To do — Search each line of the data for the word "None"; copy every line where it is found.

Collected data
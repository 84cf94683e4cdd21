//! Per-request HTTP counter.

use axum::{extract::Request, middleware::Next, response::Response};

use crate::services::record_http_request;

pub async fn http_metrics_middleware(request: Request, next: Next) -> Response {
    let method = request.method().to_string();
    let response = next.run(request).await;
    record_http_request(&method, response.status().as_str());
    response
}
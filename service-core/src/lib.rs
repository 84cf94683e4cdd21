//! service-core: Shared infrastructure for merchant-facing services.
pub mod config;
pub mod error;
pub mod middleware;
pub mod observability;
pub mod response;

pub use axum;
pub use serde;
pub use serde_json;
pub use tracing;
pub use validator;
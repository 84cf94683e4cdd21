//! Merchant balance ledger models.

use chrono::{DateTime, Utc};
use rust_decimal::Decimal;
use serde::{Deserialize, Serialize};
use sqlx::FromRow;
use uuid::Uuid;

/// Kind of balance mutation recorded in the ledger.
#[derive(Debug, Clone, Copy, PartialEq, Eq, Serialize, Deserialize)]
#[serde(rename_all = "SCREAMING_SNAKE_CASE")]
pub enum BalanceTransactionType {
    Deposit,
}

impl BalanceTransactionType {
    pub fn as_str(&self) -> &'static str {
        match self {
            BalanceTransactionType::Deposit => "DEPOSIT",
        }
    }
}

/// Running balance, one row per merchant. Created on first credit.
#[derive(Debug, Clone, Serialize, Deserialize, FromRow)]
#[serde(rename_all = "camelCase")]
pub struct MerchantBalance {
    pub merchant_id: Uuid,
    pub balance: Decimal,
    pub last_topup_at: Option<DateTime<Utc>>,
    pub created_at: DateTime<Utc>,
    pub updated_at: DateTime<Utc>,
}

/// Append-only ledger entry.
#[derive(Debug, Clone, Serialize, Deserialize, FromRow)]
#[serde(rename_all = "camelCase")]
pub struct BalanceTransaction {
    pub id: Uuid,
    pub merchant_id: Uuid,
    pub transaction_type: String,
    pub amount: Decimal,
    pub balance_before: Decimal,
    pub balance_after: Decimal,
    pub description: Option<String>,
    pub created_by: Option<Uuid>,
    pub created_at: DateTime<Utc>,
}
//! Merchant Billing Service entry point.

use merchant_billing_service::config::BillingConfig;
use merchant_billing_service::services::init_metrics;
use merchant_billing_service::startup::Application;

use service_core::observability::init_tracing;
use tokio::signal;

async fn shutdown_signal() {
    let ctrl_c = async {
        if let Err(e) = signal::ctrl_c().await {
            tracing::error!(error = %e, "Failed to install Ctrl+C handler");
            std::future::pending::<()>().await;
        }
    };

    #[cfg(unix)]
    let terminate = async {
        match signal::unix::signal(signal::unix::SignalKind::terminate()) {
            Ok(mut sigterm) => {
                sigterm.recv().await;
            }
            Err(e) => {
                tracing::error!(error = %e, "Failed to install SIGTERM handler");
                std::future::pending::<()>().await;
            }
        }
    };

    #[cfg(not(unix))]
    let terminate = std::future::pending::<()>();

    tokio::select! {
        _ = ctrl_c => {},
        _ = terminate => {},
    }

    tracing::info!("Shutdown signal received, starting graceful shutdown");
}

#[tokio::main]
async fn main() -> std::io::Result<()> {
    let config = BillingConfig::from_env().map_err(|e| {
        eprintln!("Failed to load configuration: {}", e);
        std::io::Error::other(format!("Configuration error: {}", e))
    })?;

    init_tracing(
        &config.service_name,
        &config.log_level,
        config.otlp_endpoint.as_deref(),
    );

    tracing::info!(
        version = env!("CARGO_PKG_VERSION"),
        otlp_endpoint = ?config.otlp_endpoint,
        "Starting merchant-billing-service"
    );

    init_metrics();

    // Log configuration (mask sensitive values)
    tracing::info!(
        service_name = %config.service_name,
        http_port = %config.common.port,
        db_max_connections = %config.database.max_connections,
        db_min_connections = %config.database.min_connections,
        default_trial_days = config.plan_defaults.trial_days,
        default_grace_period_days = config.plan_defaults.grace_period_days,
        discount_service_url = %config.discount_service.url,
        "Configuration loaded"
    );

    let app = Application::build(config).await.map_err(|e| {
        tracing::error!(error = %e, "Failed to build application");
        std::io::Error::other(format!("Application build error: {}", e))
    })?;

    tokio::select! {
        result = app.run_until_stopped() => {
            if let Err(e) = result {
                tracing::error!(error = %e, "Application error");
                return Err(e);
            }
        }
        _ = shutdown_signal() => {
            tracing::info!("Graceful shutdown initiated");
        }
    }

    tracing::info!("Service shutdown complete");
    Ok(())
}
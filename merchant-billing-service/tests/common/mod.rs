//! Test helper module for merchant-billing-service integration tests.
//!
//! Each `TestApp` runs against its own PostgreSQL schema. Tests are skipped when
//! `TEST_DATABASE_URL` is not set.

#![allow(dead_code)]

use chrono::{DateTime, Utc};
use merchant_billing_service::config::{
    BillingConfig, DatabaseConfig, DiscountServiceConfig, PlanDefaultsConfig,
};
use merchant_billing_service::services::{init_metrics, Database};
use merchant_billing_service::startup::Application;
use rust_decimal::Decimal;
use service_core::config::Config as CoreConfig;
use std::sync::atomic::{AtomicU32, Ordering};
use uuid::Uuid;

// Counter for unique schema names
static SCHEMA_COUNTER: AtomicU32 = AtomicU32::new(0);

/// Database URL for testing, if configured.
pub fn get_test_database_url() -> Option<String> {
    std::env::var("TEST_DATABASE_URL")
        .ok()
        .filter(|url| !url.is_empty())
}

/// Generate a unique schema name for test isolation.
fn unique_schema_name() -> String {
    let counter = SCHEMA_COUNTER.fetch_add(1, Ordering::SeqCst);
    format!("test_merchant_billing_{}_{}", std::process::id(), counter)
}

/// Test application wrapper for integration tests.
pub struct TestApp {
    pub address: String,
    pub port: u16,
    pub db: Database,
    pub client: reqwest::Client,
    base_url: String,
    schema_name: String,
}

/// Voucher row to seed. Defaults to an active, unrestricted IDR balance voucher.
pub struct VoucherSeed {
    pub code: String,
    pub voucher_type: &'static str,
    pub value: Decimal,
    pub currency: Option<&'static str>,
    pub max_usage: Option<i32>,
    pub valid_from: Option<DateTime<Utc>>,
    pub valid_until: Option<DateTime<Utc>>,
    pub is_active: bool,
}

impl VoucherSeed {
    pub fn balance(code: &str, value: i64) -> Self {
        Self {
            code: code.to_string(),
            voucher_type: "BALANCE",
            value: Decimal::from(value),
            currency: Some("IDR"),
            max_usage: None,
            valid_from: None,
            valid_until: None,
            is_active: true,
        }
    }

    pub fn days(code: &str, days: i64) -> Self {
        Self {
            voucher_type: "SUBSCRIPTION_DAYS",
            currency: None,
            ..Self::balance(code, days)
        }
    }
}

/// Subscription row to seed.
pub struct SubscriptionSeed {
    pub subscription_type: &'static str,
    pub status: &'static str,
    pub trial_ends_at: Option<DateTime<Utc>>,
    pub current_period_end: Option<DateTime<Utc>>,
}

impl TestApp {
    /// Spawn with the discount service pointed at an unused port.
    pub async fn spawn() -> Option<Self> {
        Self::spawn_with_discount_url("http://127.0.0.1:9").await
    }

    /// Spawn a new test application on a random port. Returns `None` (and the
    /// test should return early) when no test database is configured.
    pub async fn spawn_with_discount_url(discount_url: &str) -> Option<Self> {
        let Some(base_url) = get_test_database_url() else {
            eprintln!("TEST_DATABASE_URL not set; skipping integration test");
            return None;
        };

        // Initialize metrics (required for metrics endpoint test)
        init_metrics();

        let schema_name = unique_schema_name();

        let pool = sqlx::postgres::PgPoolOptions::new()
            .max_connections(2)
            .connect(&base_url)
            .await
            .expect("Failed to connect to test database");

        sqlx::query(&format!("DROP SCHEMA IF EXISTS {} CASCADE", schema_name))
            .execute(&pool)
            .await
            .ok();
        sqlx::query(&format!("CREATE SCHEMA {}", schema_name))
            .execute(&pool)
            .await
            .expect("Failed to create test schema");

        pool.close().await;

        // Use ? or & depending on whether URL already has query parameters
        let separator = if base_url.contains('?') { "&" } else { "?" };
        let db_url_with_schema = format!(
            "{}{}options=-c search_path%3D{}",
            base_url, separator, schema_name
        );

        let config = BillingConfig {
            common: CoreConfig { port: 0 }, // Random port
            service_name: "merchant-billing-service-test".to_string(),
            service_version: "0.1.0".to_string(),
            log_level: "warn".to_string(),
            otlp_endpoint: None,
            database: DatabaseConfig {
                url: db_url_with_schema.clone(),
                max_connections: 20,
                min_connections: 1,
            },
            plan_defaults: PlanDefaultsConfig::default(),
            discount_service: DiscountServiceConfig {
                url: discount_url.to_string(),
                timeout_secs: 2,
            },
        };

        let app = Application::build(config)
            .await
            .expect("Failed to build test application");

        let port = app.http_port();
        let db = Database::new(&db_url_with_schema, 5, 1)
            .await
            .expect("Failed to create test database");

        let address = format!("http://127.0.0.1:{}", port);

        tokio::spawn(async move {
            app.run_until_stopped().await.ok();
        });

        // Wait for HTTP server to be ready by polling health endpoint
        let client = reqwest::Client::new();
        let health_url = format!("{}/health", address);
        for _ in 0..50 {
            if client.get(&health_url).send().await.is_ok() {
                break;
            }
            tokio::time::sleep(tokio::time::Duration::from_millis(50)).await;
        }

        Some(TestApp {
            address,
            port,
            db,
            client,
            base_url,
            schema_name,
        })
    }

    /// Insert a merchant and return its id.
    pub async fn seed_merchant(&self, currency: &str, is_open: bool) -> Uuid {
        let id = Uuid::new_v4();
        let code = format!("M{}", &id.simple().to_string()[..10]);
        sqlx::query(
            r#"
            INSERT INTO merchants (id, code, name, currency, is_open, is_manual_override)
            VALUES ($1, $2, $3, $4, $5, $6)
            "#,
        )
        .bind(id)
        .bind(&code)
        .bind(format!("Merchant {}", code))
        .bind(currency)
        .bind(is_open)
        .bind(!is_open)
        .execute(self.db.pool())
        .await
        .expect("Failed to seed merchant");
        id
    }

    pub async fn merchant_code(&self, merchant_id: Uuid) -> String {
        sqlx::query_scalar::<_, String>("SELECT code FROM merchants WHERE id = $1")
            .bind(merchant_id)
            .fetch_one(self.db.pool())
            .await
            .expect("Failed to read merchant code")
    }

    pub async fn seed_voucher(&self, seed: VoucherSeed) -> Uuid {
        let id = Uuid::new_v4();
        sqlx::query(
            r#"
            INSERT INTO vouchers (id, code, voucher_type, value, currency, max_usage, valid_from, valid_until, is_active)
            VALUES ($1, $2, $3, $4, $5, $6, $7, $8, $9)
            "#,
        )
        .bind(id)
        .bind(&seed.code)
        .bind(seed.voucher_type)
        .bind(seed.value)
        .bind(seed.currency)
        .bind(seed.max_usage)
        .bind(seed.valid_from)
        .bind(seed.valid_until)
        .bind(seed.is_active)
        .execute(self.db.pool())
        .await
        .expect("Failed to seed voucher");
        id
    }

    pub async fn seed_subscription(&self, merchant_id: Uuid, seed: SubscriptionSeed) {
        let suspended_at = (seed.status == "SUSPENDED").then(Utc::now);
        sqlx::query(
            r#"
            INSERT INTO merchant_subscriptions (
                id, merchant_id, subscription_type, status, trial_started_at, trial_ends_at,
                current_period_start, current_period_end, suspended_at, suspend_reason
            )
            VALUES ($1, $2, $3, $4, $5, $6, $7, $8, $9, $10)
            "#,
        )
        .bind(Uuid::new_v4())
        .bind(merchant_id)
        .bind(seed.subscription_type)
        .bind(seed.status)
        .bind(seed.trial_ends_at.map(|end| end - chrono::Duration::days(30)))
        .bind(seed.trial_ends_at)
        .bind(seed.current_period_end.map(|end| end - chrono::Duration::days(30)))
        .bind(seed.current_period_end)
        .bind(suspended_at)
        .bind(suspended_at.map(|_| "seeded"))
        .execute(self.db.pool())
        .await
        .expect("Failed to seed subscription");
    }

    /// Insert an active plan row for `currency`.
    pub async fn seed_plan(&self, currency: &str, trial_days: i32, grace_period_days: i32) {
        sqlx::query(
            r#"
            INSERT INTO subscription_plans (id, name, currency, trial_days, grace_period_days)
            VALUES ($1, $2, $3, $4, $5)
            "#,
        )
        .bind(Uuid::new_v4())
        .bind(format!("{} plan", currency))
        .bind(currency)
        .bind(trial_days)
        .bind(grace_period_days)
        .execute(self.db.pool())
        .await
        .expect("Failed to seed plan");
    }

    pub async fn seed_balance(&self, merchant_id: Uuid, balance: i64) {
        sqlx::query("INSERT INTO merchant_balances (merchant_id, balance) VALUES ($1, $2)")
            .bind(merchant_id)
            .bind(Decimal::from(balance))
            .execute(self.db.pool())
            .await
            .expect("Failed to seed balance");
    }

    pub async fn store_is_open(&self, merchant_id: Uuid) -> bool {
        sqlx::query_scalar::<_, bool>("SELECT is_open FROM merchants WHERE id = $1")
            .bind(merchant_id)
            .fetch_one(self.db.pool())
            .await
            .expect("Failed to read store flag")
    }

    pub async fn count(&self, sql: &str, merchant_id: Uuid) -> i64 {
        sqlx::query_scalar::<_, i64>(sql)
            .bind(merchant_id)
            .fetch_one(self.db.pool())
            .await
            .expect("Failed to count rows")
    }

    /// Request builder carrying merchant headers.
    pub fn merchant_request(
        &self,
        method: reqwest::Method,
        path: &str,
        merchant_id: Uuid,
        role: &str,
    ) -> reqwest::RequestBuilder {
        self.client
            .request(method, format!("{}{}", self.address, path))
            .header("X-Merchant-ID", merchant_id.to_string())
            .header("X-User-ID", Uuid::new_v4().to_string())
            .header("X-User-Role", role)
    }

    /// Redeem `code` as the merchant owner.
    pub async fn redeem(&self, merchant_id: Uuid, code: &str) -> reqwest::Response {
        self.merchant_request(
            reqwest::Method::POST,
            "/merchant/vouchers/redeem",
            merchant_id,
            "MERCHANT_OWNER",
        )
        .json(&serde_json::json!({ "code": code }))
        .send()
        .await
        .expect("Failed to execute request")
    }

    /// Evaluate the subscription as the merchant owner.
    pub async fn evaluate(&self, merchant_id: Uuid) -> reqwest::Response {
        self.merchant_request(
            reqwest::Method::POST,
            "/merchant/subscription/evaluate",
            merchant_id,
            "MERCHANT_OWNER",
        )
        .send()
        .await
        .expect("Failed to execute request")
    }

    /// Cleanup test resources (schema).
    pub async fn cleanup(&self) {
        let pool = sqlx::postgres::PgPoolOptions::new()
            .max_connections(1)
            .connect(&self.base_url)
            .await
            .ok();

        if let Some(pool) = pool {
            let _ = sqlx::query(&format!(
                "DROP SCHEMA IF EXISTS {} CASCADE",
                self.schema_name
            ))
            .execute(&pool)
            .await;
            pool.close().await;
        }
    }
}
==
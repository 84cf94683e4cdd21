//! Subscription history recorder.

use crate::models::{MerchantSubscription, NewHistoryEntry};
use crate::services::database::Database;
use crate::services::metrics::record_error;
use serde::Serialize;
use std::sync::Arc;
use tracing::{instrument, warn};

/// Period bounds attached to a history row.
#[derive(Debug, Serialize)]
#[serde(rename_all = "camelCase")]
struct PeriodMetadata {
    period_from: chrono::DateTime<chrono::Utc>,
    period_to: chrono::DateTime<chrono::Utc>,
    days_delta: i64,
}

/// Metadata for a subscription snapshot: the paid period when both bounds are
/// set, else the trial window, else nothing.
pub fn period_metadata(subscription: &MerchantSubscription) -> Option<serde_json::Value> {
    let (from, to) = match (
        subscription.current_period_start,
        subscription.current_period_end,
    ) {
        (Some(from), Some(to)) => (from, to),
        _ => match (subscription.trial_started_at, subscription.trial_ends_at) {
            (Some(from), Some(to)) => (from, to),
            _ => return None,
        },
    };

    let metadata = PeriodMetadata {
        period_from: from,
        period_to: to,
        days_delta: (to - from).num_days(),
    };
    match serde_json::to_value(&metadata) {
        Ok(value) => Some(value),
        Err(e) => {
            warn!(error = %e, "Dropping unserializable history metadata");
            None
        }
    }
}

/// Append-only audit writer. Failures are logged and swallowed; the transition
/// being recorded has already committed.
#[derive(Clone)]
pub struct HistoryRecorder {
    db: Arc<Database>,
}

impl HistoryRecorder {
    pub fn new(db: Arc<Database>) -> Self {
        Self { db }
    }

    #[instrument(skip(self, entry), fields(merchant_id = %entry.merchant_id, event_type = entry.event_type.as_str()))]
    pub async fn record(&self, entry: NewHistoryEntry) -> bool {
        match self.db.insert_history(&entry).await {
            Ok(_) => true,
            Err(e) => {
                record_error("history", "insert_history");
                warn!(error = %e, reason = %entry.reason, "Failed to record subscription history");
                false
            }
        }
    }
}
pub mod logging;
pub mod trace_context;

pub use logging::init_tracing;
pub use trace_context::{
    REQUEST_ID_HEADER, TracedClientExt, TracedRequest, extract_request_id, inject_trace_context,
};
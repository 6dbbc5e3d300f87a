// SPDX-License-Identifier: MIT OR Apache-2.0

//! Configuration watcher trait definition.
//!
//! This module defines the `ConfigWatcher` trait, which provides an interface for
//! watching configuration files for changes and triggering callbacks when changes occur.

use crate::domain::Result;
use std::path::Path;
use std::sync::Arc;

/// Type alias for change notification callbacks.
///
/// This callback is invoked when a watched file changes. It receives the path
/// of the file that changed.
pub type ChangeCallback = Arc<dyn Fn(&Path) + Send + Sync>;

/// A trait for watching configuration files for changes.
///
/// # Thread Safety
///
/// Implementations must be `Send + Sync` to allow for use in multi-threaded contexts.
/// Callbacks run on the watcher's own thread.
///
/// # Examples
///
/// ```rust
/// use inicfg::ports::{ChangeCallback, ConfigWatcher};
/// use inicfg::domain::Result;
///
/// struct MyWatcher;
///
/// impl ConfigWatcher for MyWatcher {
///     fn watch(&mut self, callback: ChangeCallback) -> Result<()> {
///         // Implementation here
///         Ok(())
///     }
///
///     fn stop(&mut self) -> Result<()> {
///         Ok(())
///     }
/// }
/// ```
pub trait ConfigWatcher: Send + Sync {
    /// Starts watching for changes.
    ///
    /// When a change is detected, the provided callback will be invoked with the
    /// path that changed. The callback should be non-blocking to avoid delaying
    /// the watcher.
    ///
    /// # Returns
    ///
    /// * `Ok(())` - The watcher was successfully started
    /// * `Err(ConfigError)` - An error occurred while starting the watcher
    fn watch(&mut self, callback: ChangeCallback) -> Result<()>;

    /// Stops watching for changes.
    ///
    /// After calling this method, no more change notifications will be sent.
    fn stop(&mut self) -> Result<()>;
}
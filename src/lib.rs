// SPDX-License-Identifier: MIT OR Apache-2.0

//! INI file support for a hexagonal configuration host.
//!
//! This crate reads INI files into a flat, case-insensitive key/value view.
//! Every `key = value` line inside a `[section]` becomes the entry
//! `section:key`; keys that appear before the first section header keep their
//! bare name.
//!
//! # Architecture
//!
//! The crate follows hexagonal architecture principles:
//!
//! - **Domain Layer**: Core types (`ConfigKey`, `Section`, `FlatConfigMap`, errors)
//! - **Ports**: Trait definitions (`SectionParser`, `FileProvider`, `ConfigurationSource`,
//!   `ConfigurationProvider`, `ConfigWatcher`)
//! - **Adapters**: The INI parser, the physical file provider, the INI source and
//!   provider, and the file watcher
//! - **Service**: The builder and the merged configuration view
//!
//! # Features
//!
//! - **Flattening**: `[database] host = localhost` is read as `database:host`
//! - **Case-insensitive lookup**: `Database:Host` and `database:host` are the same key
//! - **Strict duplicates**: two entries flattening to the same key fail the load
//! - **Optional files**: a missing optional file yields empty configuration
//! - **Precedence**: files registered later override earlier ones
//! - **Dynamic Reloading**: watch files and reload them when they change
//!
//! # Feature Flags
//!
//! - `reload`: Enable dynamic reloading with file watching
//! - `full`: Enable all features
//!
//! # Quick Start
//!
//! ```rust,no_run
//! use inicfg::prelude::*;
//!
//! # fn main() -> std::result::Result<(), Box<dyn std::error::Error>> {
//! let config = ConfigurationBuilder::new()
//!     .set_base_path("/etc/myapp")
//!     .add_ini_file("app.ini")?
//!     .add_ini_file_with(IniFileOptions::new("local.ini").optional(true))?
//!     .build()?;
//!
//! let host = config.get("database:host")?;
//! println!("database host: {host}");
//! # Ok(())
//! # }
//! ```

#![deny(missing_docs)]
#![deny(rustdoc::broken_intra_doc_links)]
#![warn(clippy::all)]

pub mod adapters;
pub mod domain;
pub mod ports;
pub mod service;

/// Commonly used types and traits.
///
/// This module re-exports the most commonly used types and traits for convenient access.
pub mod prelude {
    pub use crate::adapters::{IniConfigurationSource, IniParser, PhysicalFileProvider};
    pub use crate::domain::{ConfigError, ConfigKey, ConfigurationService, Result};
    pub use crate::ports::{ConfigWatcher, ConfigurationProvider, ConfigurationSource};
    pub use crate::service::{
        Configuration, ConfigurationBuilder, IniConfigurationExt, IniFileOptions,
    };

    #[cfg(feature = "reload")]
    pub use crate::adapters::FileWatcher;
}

Result —
            max_usage: None,
            valid_from: None,
            valid_until: None,
            currency: None,
    /// Spawn a new test application on a random port. Returns `None` (and the
            return None;
            otlp_endpoint: None,
            _ => return None,
            None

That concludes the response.